Added benefits of NPWT include improved patient comfort and a reduction in the frequency of dressing changes. Contraindications to NPWT for chronic wounds are exposed vital organs, inadequately debrided wounds, untreated osteomyelitis or sepsis near a wound, untreated coagulopathy, necrotic tissue with eschar, and malignancy within a wound (AHRQ, 2009; Netsch, 2011).

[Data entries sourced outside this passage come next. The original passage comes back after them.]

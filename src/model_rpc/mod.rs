// Remote Model Execution
// Named model actions over a clustered or in-process transport

pub mod backoff;
pub mod client;
pub mod clustered;
pub mod envelope;
pub mod interface;
pub mod server;
pub mod transport;

pub use backoff::BackoffPolicy;
pub use client::ModelRpcClient;
pub use clustered::ClusteredTransport;
pub use envelope::{ActionEnvelope, ActionName, ActionOutcome, Kwargs, ResultEnvelope, ENVELOPE_VERSION};
pub use interface::{CompanyScoped, ModelInterface};
pub use server::ActionServer;
pub use transport::{
    dispatch, resolve_transport, LocalTransport, ModelController, ModelTransport, TransportKind,
};
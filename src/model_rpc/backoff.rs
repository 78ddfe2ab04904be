//! Retry schedule for establishing the model backend connection.

use std::time::Duration;

use crate::config::RpcConfig;

#[derive(Debug, Clone, PartialEq)]
pub struct BackoffPolicy {
    pub max_attempts: u32,
    pub base_delay: Duration,
    pub multiplier: f64,
    pub max_delay: Duration,
}

impl BackoffPolicy {
    pub fn fixed(max_attempts: u32, delay: Duration) -> Self {
        Self {
            max_attempts,
            base_delay: delay,
            multiplier: 1.0,
            max_delay: delay,
        }
    }

    pub fn from_config(config: &RpcConfig) -> Self {
        Self {
            max_attempts: config.max_attempts.max(1),
            base_delay: Duration::from_millis(config.base_delay_ms),
            multiplier: config.multiplier.max(1.0),
            max_delay: Duration::from_millis(config.max_delay_ms.max(config.base_delay_ms)),
        }
    }

    /// Delay to wait after the given failed attempt (1-based).
    pub fn delay_after(&self, attempt: u32) -> Duration {
        let exponent = attempt.saturating_sub(1).min(i32::MAX as u32) as i32;
        let scaled = self.base_delay.as_nanos() as f64 * self.multiplier.powi(exponent);
        if !scaled.is_finite() || scaled >= self.max_delay.as_nanos() as f64 {
            return self.max_delay;
        }
        Duration::from_nanos(scaled.round() as u64)
    }

    /// Every wait between consecutive attempts.
    pub fn schedule(&self) -> Vec<Duration> {
        (1..self.max_attempts).map(|a| self.delay_after(a)).collect()
    }

    pub fn total_delay(&self) -> Duration {
        self.schedule().into_iter().sum()
    }
}

impl Default for BackoffPolicy {
    fn default() -> Self {
        Self::from_config(&RpcConfig::default())
    }
}
//! Federation configuration
//!
//! Loaded from an optional JSON file, then overridden by `QUARRY_*`
//! environment variables. Every field has a default, so an empty file (or
//! no file) is a valid configuration.

use std::path::{Path, PathBuf};
use std::str::FromStr;
use std::time::Duration;

use serde::{Deserialize, Serialize};
use tracing::{debug, info};

use quarry_core::{FederationError, FederationResult};

#[derive(Debug, Clone, PartialEq, Serialize, Deserialize)]
#[serde(default)]
pub struct PushdownConfig {
    /// Row limit applied when a query has no LIMIT.
    pub default_limit: usize,
    /// Upper bound on rows fetched when filtering or sorting happens locally.
    pub max_scan_rows: usize,
}

impl Default for PushdownConfig {
    fn default() -> Self {
        Self {
            default_limit: 20,
            max_scan_rows: 10_000,
        }
    }
}

#[derive(Debug, Clone, Copy, PartialEq, Eq, Default, Serialize, Deserialize)]
#[serde(rename_all = "snake_case")]
pub enum TransportMode {
    /// Clustered when a cluster address is configured, otherwise local.
    #[default]
    Auto,
    Clustered,
    Local,
}

impl FromStr for TransportMode {
    type Err = FederationError;

    fn from_str(s: &str) -> Result<Self, Self::Err> {
        match s.trim().to_ascii_lowercase().as_str() {
            "auto" => Ok(TransportMode::Auto),
            "clustered" | "cluster" => Ok(TransportMode::Clustered),
            "local" => Ok(TransportMode::Local),
            other => Err(FederationError::configuration(format!(
                "unknown RPC transport '{other}' (expected auto, clustered or local)"
            ))),
        }
    }
}

#[derive(Debug, Clone, PartialEq, Serialize, Deserialize)]
#[serde(default)]
pub struct RpcConfig {
    pub transport: TransportMode,
    pub cluster_address: Option<String>,
    pub max_attempts: u32,
    pub base_delay_ms: u64,
    pub multiplier: f64,
    pub max_delay_ms: u64,
    pub request_timeout_ms: u64,
}

impl Default for RpcConfig {
    fn default() -> Self {
        Self {
            transport: TransportMode::Auto,
            cluster_address: None,
            max_attempts: 10,
            base_delay_ms: 3000,
            multiplier: 1.0,
            max_delay_ms: 30_000,
            request_timeout_ms: 30_000,
        }
    }
}

impl RpcConfig {
    pub fn request_timeout(&self) -> Duration {
        Duration::from_millis(self.request_timeout_ms)
    }
}

#[derive(Debug, Clone, PartialEq, Serialize, Deserialize)]
#[serde(default)]
pub struct LogConfig {
    /// Directory for daily rolling log files; stderr when unset.
    pub directory: Option<PathBuf>,
    pub json: bool,
    /// Used when `RUST_LOG` is not set.
    pub filter: String,
    pub retention_days: u64,
}

impl Default for LogConfig {
    fn default() -> Self {
        Self {
            directory: None,
            json: false,
            filter: "quarry=info,quarry_lib=info".to_string(),
            retention_days: 14,
        }
    }
}

#[derive(Debug, Clone, PartialEq, Serialize, Deserialize)]
#[serde(default)]
pub struct FederationConfig {
    pub pushdown: PushdownConfig,
    pub rpc: RpcConfig,
    pub query_timeout_ms: u64,
    pub logging: LogConfig,
}

impl Default for FederationConfig {
    fn default() -> Self {
        Self {
            pushdown: PushdownConfig::default(),
            rpc: RpcConfig::default(),
            query_timeout_ms: 60_000,
            logging: LogConfig::default(),
        }
    }
}

fn parse_env<T: FromStr>(key: &str, raw: &str) -> FederationResult<T> {
    raw.trim()
        .parse::<T>()
        .map_err(|_| FederationError::configuration(format!("invalid value for {key}: '{raw}'")))
}

impl FederationConfig {
    pub fn query_timeout(&self) -> Duration {
        Duration::from_millis(self.query_timeout_ms)
    }

    /// Reads a JSON configuration file. A missing file yields the defaults.
    pub fn load_file(path: &Path) -> FederationResult<Self> {
        if !path.exists() {
            debug!("No config file at {:?}, using defaults", path);
            return Ok(Self::default());
        }

        let content = std::fs::read_to_string(path).map_err(|e| {
            FederationError::configuration(format!("Failed to read config {}: {}", path.display(), e))
        })?;
        let config: Self = serde_json::from_str(&content).map_err(|e| {
            FederationError::configuration(format!("Failed to parse config {}: {}", path.display(), e))
        })?;

        info!("Loaded federation configuration from {:?}", path);
        Ok(config)
    }

    /// Applies `QUARRY_*` overrides read through `lookup`.
    pub fn apply_overrides<F>(mut self, lookup: F) -> FederationResult<Self>
    where
        F: Fn(&str) -> Option<String>,
    {
        if let Some(v) = lookup("QUARRY_DEFAULT_LIMIT") {
            self.pushdown.default_limit = parse_env("QUARRY_DEFAULT_LIMIT", &v)?;
        }
        if let Some(v) = lookup("QUARRY_MAX_SCAN_ROWS") {
            self.pushdown.max_scan_rows = parse_env("QUARRY_MAX_SCAN_ROWS", &v)?;
        }
        if let Some(v) = lookup("QUARRY_RPC_TRANSPORT") {
            self.rpc.transport = v.parse()?;
        }
        if let Some(v) = lookup("QUARRY_CLUSTER_ADDRESS") {
            self.rpc.cluster_address = Some(v).filter(|s| !s.trim().is_empty());
        }
        if let Some(v) = lookup("QUARRY_RPC_MAX_ATTEMPTS") {
            self.rpc.max_attempts = parse_env("QUARRY_RPC_MAX_ATTEMPTS", &v)?;
        }
        if let Some(v) = lookup("QUARRY_RPC_BASE_DELAY_MS") {
            self.rpc.base_delay_ms = parse_env("QUARRY_RPC_BASE_DELAY_MS", &v)?;
        }
        if let Some(v) = lookup("QUARRY_QUERY_TIMEOUT_MS") {
            self.query_timeout_ms = parse_env("QUARRY_QUERY_TIMEOUT_MS", &v)?;
        }
        if let Some(v) = lookup("QUARRY_LOG_DIR") {
            self.logging.directory = Some(PathBuf::from(v)).filter(|p| !p.as_os_str().is_empty());
        }
        if let Some(v) = lookup("QUARRY_LOG_JSON") {
            self.logging.json = parse_env("QUARRY_LOG_JSON", &v)?;
        }
        self.validate()?;
        Ok(self)
    }

    /// File (if given) plus process environment.
    pub fn load(path: Option<&Path>) -> FederationResult<Self> {
        let base = match path {
            Some(path) => Self::load_file(path)?,
            None => Self::default(),
        };
        base.apply_overrides(|key| std::env::var(key).ok())
    }

    pub fn validate(&self) -> FederationResult<()> {
        if self.pushdown.default_limit == 0 {
            return Err(FederationError::configuration("pushdown.default_limit must be positive"));
        }
        if self.pushdown.max_scan_rows == 0 {
            return Err(FederationError::configuration("pushdown.max_scan_rows must be positive"));
        }
        if self.rpc.max_attempts == 0 {
            return Err(FederationError::configuration("rpc.max_attempts must be at least 1"));
        }
        if !self.rpc.multiplier.is_finite() || self.rpc.multiplier < 1.0 {
            return Err(FederationError::configuration("rpc.multiplier must be >= 1.0"));
        }
        Ok(())
    }
}
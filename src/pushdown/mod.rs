// Pushdown Module
// Structured queries against API-style backends

pub mod api_handler;
pub mod executor;
pub mod plan;

pub use api_handler::{ApiBackend, ApiHandler};
pub use executor::{ApiTable, ApiTableExecutor, FetchPage, FetchRequest};
pub use plan::{ProjectedColumn, PushdownPlan, SortKey, TableCapabilities};
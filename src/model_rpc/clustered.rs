// SPDX-License-Identifier: Apache-2.0

//! Clustered transport
//!
//! Length-delimited frames over TCP. Every frame starts with the 16-byte
//! request id so a single reader task can route responses to the waiting
//! request, whatever order the scheduler answers in.

use std::collections::HashMap;
use std::sync::atomic::{AtomicBool, Ordering};
use std::sync::{Arc, Mutex, MutexGuard, PoisonError};

use async_trait::async_trait;
use bytes::{BufMut, Bytes, BytesMut};
use futures::stream::{SplitSink, SplitStream};
use futures::{SinkExt, StreamExt};
use tokio::net::TcpStream;
use tokio::sync::{oneshot, Mutex as AsyncMutex};
use tokio::task::JoinHandle;
use tokio_util::codec::{Framed, LengthDelimitedCodec};
use tracing::{debug, info, warn};
use uuid::Uuid;

use quarry_core::{FederationError, FederationResult};

use crate::model_rpc::envelope::{ActionEnvelope, ResultEnvelope};
use crate::model_rpc::transport::{ModelTransport, TransportKind};

pub(crate) const ID_LEN: usize = 16;

type FramedTcp = Framed<TcpStream, LengthDelimitedCodec>;
type Waiters = Mutex<HashMap<Uuid, oneshot::Sender<Bytes>>>;

fn lock(waiters: &Waiters) -> MutexGuard<'_, HashMap<Uuid, oneshot::Sender<Bytes>>> {
    waiters.lock().unwrap_or_else(PoisonError::into_inner)
}

pub(crate) fn encode_frame(id: Uuid, payload: &[u8]) -> Bytes {
    let mut frame = BytesMut::with_capacity(ID_LEN + payload.len());
    frame.put_slice(id.as_bytes());
    frame.put_slice(payload);
    frame.freeze()
}

pub(crate) fn split_frame(frame: &[u8]) -> FederationResult<(Uuid, &[u8])> {
    if frame.len() < ID_LEN {
        return Err(FederationError::protocol(format!(
            "frame of {} bytes is shorter than the request id",
            frame.len()
        )));
    }
    let (id, payload) = frame.split_at(ID_LEN);
    let id = Uuid::from_slice(id).map_err(|e| FederationError::protocol(e.to_string()))?;
    Ok((id, payload))
}

/// One live TCP connection and its response router.
struct Link {
    sink: AsyncMutex<SplitSink<FramedTcp, Bytes>>,
    waiters: Arc<Waiters>,
    closed: Arc<AtomicBool>,
    reader: JoinHandle<()>,
}

impl Drop for Link {
    fn drop(&mut self) {
        self.reader.abort();
    }
}

/// Removes the waiter when the request finishes or is abandoned, so a late
/// response for it is discarded.
struct WaiterGuard<'a> {
    waiters: &'a Waiters,
    id: Uuid,
}

impl Drop for WaiterGuard<'_> {
    fn drop(&mut self) {
        lock(self.waiters).remove(&self.id);
    }
}

async fn route_responses(mut stream: SplitStream<FramedTcp>, waiters: Arc<Waiters>, closed: Arc<AtomicBool>) {
    while let Some(frame) = stream.next().await {
        let frame = match frame {
            Ok(frame) => frame,
            Err(e) => {
                warn!(error = %e, "Cluster connection read failed");
                break;
            }
        };
        match split_frame(&frame) {
            Ok((id, payload)) => match lock(&waiters).remove(&id) {
                Some(waiter) => {
                    let _ = waiter.send(Bytes::copy_from_slice(payload));
                }
                None => debug!(request_id = %id, "Discarding response for abandoned request"),
            },
            Err(e) => warn!(error = %e, "Discarding malformed frame"),
        }
    }
    closed.store(true, Ordering::SeqCst);
    // dropping the senders fails every request still waiting
    lock(&waiters).clear();
}

/// Sends actions to a remote scheduler. Connects lazily and reconnects on
/// the next call after the connection drops.
pub struct ClusteredTransport {
    address: String,
    link: AsyncMutex<Option<Arc<Link>>>,
}

impl ClusteredTransport {
    pub fn new(address: impl Into<String>) -> Self {
        Self {
            address: address.into(),
            link: AsyncMutex::new(None),
        }
    }

    pub fn address(&self) -> &str {
        &self.address
    }

    async fn link(&self) -> FederationResult<Arc<Link>> {
        let mut current = self.link.lock().await;
        if let Some(link) = current.as_ref() {
            if !link.closed.load(Ordering::SeqCst) {
                return Ok(Arc::clone(link));
            }
        }

        let stream = TcpStream::connect(&self.address).await.map_err(|e| {
            FederationError::connectivity(format!("cannot reach model cluster at {}: {e}", self.address))
        })?;
        let _ = stream.set_nodelay(true);
        let (sink, stream) = Framed::new(stream, LengthDelimitedCodec::new()).split();

        let waiters: Arc<Waiters> = Arc::new(Mutex::new(HashMap::new()));
        let closed = Arc::new(AtomicBool::new(false));
        let reader = tokio::spawn(route_responses(stream, Arc::clone(&waiters), Arc::clone(&closed)));
        let link = Arc::new(Link {
            sink: AsyncMutex::new(sink),
            waiters,
            closed,
            reader,
        });
        info!(address = %self.address, "Connected to model cluster");
        *current = Some(Arc::clone(&link));
        Ok(link)
    }
}

#[async_trait]
impl ModelTransport for ClusteredTransport {
    fn kind(&self) -> TransportKind {
        TransportKind::Clustered
    }

    async fn round_trip(&self, request: &ActionEnvelope) -> FederationResult<ResultEnvelope> {
        let link = self.link().await?;
        let payload = request.encode()?;

        let (tx, rx) = oneshot::channel();
        lock(&link.waiters).insert(request.request_id, tx);
        let _guard = WaiterGuard {
            waiters: &link.waiters,
            id: request.request_id,
        };

        {
            let mut sink = link.sink.lock().await;
            if let Err(e) = sink.send(encode_frame(request.request_id, &payload)).await {
                link.closed.store(true, Ordering::SeqCst);
                return Err(FederationError::connectivity(format!(
                    "failed to send to model cluster: {e}"
                )));
            }
        }

        let response = rx.await.map_err(|_| {
            FederationError::connectivity("model cluster connection closed before responding")
        })?;
        ResultEnvelope::decode(&response)
    }
}
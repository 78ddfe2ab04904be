//! Redaction for credentials that pass through handler arguments and model
//! action payloads.

use std::fmt::{self, Debug, Display, Formatter};

use serde::{Deserialize, Deserializer, Serialize, Serializer};
use serde_json::Value as JsonValue;

const MASK: &str = "***";

/// Argument names whose values are credentials, matched case-insensitively
/// as substrings (`db_password`, `X-Api-Key`).
pub const SECRET_KEYS: &[&str] = &["password", "access_token", "token", "secret", "api_key", "apikey"];

pub fn is_secret_key(key: &str) -> bool {
    let lowered = key.to_ascii_lowercase().replace('-', "_");
    SECRET_KEYS.iter().any(|secret| lowered.contains(secret))
}

/// Copy of `value` with every secret-named field masked, at any depth.
pub fn redact_json(value: &JsonValue) -> JsonValue {
    match value {
        JsonValue::Object(map) => JsonValue::Object(
            map.iter()
                .map(|(key, value)| {
                    let redacted = if is_secret_key(key) && !value.is_null() {
                        JsonValue::String(MASK.to_string())
                    } else {
                        redact_json(value)
                    };
                    (key.clone(), redacted)
                })
                .collect(),
        ),
        JsonValue::Array(items) => JsonValue::Array(items.iter().map(redact_json).collect()),
        other => other.clone(),
    }
}

/// A credential held by a live session (API token, password). Never
/// printed or serialized; `.expose()` hands the raw value to the backend.
#[derive(Clone, Eq, PartialEq, Hash)]
pub struct Sensitive<T>(T);

impl<T> Sensitive<T> {
    pub fn new(value: T) -> Self {
        Self(value)
    }

    pub fn expose(&self) -> &T {
        &self.0
    }

    pub fn into_inner(self) -> T {
        self.0
    }
}

impl<T> Debug for Sensitive<T> {
    fn fmt(&self, f: &mut Formatter<'_>) -> fmt::Result {
        f.write_str(MASK)
    }
}

impl<T> Display for Sensitive<T> {
    fn fmt(&self, f: &mut Formatter<'_>) -> fmt::Result {
        f.write_str(MASK)
    }
}

impl<T> Serialize for Sensitive<T> {
    fn serialize<S: Serializer>(&self, serializer: S) -> Result<S::Ok, S::Error> {
        serializer.serialize_str(MASK)
    }
}

impl<'de, T: Deserialize<'de>> Deserialize<'de> for Sensitive<T> {
    fn deserialize<D: Deserializer<'de>>(deserializer: D) -> Result<Self, D::Error> {
        T::deserialize(deserializer).map(Sensitive)
    }
}

#[cfg(test)]
mod tests {
    use super::*;
    use serde_json::json;

    #[test]
    fn shop_token_never_prints() {
        let token = Sensitive::new("shpat_123".to_string());
        assert_eq!(format!("{token:?} {token}"), "*** ***");
        assert_eq!(serde_json::to_string(&token).unwrap(), "\"***\"");
        assert_eq!(token.expose(), "shpat_123");
    }

    #[test]
    fn secret_names_match_loosely() {
        assert!(is_secret_key("password"));
        assert!(is_secret_key("DB_PASSWORD"));
        assert!(is_secret_key("X-Api-Key"));
        assert!(is_secret_key("access_token"));
        assert!(!is_secret_key("shop_url"));
        assert!(!is_secret_key("company_id"));
    }

    #[test]
    fn nested_credentials_are_masked() {
        let kwargs = json!({
            "model": "house_prices",
            "integration": {"host": "db", "password": "hunter2"},
            "sources": [{"api_key": "k1"}, {"api_key": null}]
        });
        assert_eq!(
            redact_json(&kwargs),
            json!({
                "model": "house_prices",
                "integration": {"host": "db", "password": "***"},
                "sources": [{"api_key": "***"}, {"api_key": null}]
            })
        );
    }

    #[test]
    fn deserializes_raw_value() {
        let token: Sensitive<String> = serde_json::from_str("\"secret\"").unwrap();
        assert_eq!(token.into_inner(), "secret");
    }
}
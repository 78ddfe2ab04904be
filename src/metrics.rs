//! Lightweight in-memory metrics for queries and model RPC.

use std::sync::atomic::{AtomicU64, Ordering};
use std::sync::OnceLock;

use serde::Serialize;

#[derive(Default)]
struct Counters {
    queries_total: AtomicU64,
    queries_failed: AtomicU64,
    query_timeouts: AtomicU64,
    duration_total_ms: AtomicU64,
    duration_max_ms: AtomicU64,
    rpc_attempts: AtomicU64,
    rpc_failed_attempts: AtomicU64,
    rpc_invocations: AtomicU64,
    rpc_timeouts: AtomicU64,
}

static COUNTERS: OnceLock<Counters> = OnceLock::new();

fn counters() -> &'static Counters {
    COUNTERS.get_or_init(Counters::default)
}

pub fn record_query(duration_ms: f64, success: bool) {
    let duration_ms = duration_ms.max(0.0) as u64;
    let counters = counters();
    counters.queries_total.fetch_add(1, Ordering::Relaxed);
    if !success {
        counters.queries_failed.fetch_add(1, Ordering::Relaxed);
    }
    counters
        .duration_total_ms
        .fetch_add(duration_ms, Ordering::Relaxed);

    let mut current = counters.duration_max_ms.load(Ordering::Relaxed);
    while duration_ms > current {
        match counters.duration_max_ms.compare_exchange(
            current,
            duration_ms,
            Ordering::Relaxed,
            Ordering::Relaxed,
        ) {
            Ok(_) => break,
            Err(next) => current = next,
        }
    }
}

pub fn record_query_timeout() {
    counters().query_timeouts.fetch_add(1, Ordering::Relaxed);
}

/// One liveness attempt while establishing a model RPC connection.
pub fn record_rpc_attempt(success: bool) {
    let counters = counters();
    counters.rpc_attempts.fetch_add(1, Ordering::Relaxed);
    if !success {
        counters.rpc_failed_attempts.fetch_add(1, Ordering::Relaxed);
    }
}

pub fn record_rpc_invocation() {
    counters().rpc_invocations.fetch_add(1, Ordering::Relaxed);
}

pub fn record_rpc_timeout() {
    counters().rpc_timeouts.fetch_add(1, Ordering::Relaxed);
}

#[derive(Debug, Serialize)]
pub struct MetricsSnapshot {
    pub queries_total: u64,
    pub queries_failed: u64,
    pub query_timeouts: u64,
    pub avg_ms: Option<f64>,
    pub max_ms: Option<u64>,
    pub rpc_attempts: u64,
    pub rpc_failed_attempts: u64,
    pub rpc_invocations: u64,
    pub rpc_timeouts: u64,
}

pub fn snapshot() -> MetricsSnapshot {
    let counters = counters();
    let total = counters.queries_total.load(Ordering::Relaxed);
    let duration_total = counters.duration_total_ms.load(Ordering::Relaxed);
    let max_ms = counters.duration_max_ms.load(Ordering::Relaxed);

    let avg_ms = if total > 0 {
        Some(duration_total as f64 / total as f64)
    } else {
        None
    };

    MetricsSnapshot {
        queries_total: total,
        queries_failed: counters.queries_failed.load(Ordering::Relaxed),
        query_timeouts: counters.query_timeouts.load(Ordering::Relaxed),
        avg_ms,
        max_ms: if max_ms > 0 { Some(max_ms) } else { None },
        rpc_attempts: counters.rpc_attempts.load(Ordering::Relaxed),
        rpc_failed_attempts: counters.rpc_failed_attempts.load(Ordering::Relaxed),
        rpc_invocations: counters.rpc_invocations.load(Ordering::Relaxed),
        rpc_timeouts: counters.rpc_timeouts.load(Ordering::Relaxed),
    }
}

#[cfg(test)]
mod tests {
    use super::*;

    #[test]
    fn query_counters_move_by_deltas() {
        // other tests record concurrently, so compare deltas
        let initial = snapshot();

        record_query(100.0, true);
        let s1 = snapshot();
        assert!(s1.queries_total >= initial.queries_total + 1);

        record_query(50.0, false);
        let s2 = snapshot();
        assert!(s2.queries_failed >= initial.queries_failed + 1);

        record_query_timeout();
        assert!(snapshot().query_timeouts >= initial.query_timeouts + 1);

        record_query(99999.0, true);
        assert!(snapshot().max_ms.unwrap() >= 99999);
    }

    #[test]
    fn rpc_counters_move_by_deltas() {
        let initial = snapshot();
        record_rpc_attempt(false);
        record_rpc_attempt(true);
        record_rpc_invocation();
        record_rpc_timeout();

        let after = snapshot();
        assert!(after.rpc_attempts >= initial.rpc_attempts + 2);
        assert!(after.rpc_failed_attempts >= initial.rpc_failed_attempts + 1);
        assert!(after.rpc_invocations >= initial.rpc_invocations + 1);
        assert!(after.rpc_timeouts >= initial.rpc_timeouts + 1);
    }
}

A health care provider or wound care specialist orders the cycle and amount of negative pressure to a wound. There are different recommendations for the level of negative pressure to use for wound healing. Check your agency policy. The target negative pressures for wound healing tend to range from −50 to −175 mm Hg, but a setting of −125 mm Hg is most common (Netsch, 2011). The schedule for changing NPWT dressings varies based on the type and condition of wound.
Delegation Considerations
The skill of NPWT cannot be delegated to nursing assistive personnel (NAP). The nurse directs the NAP to:
▪ Use caution in positioning or turning patient to avoid tubing displacement.
▪ Report any change in integrity of the dressing to the nurse.
▪ Report any change in patient’s temperature or comfort level to the nurse.